Je me flattais qu’en le tirant d’affaire je me ferais honneur, et que sa reconnaissance me dédommagerait suffisamment : rien n’a réussi, monsieur. Pendant ce temps j’ai été trois mois à trouver une maison. J’en ai loué une le 23 décembre. Depuis cet instant les ouvriers y sont. Voilà donc six mois que je suis sans maison, sans cabinet, et par conséquent sans travail.

Jugez, monsieur, de ma situation. Je ne tirerais pas un écu de mon père. Quand on a été dur toute sa vie, on ne devient pas bon et généreux à quatre-vingts ans. M. Dodun, l’ancien receveur géneral, de qui j’ai loué, dans l’Ile, m’a fait attendre ; mais il a dépensé quatre mille francs pour m’ajuster, et je serai au mieux. J’ai des meubles qui, en les faisant aller aux lieux, me suffiront.

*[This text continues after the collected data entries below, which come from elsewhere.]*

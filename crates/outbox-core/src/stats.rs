//! Buffer counters

use serde::{Deserialize, Serialize};

use crate::id::SequenceId;

/// Point-in-time view of an [`EventBuffer`](crate::EventBuffer)'s counters
///
/// Captured under the buffer lock, so `appended == len + evicted + removed`
/// always holds for a single value.
#[derive(Debug, Clone, Copy, PartialEq, Eq, Default, Serialize, Deserialize)]
pub struct BufferStats {
    /// Configured capacity
    pub capacity: usize,
    /// Entries currently held
    pub len: usize,
    /// Total entries ever appended
    pub appended: u64,
    /// Entries dropped because the buffer was full
    pub evicted: u64,
    /// Entries removed after a successful publish
    pub removed: u64,
    /// Most recently assigned id
    pub last_id: SequenceId,
}

impl BufferStats {
    /// Fraction of capacity in use (0.0 to 1.0)
    pub fn utilization(&self) -> f64 {
        if self.capacity == 0 {
            return 0.0;
        }
        self.len as f64 / self.capacity as f64
    }

    /// Whether the next append will evict
    pub fn is_full(&self) -> bool {
        self.len >= self.capacity
    }
}

#[cfg(test)]
mod tests {
    use super::*;

    #[test]
    fn test_utilization() {
        let stats = BufferStats {
            capacity: 4,
            len: 1,
            ..Default::default()
        };
        assert!((stats.utilization() - 0.25).abs() < f64::EPSILON);
        assert!(!stats.is_full());

        let full = BufferStats {
            capacity: 4,
            len: 4,
            ..Default::default()
        };
        assert!(full.is_full());
        assert_eq!(BufferStats::default().utilization(), 0.0);
    }
}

Il ne me manque donc, monsieur, que de pouvoir satisfaire à la dépense de mon emménagement, qui ne laissera pas que d’être un objet ; de payer quelques petites dettes que j’ai depuis six mois, et d’avoir une faible somme devant moi pour ouvrir mon cabinet, et vivre en attendant la pratique, qui viendra sûrement.

J’ai toujours entendu dire, monsieur, qu’il était permis aux malheureux de se vanter un peu. En profitant de ce privilége, que je n’ai que trop acquis par ma situation, qui est cruelle, je puis me vanter de ne craindre aucun des avocats qui ont actuellement de l’emploi. Si j’ai du secours, je vais reprendre dans l’instant ; mon cabinet a sa valeur. Dans un an, mon emploi peut être considérable ; et mon père me laissera enfin ce qu’il ne pourra pas emporter. Si je n’ai point de secours, ma maison me devient inutile. Je ne pourrai plus reparaître au palais, et je suis perdu sans ressource, car je ne suis bon à aucune autre chose. Je donnerai toutes les sûretés que je pourrai ; je m’engagerai solidairement avec ma femme ; je ferai même des lettres de change, pourvu que l’on me donne des délais suffisants.

M’abandonnerez-vous, monsieur ? Oublierez-vous l’ancienne amitié que vous avez eue pour moi ? Je suis un de vos plus ieux serviteurs, et l’apologiste d’Œdipe[1] ne doit pas périr dans la misère au milieu de si belles espérances ; il ne s’agit que de l’aider un peu. Ce sera un avocat que vous ferez ; et, s’il devient bon, l’opération n’est pas indigne de vous. Jusqu’à présent, monsieur, vous avez fait tant de choses différentes, et dans tous les genres, que celle-là vous manquait peut-être. J’attends tout de vous,

  1. Apologie de la nouvelle tragédie d’Œdipe, 1719, in-8o ; voyez tome II, page 9.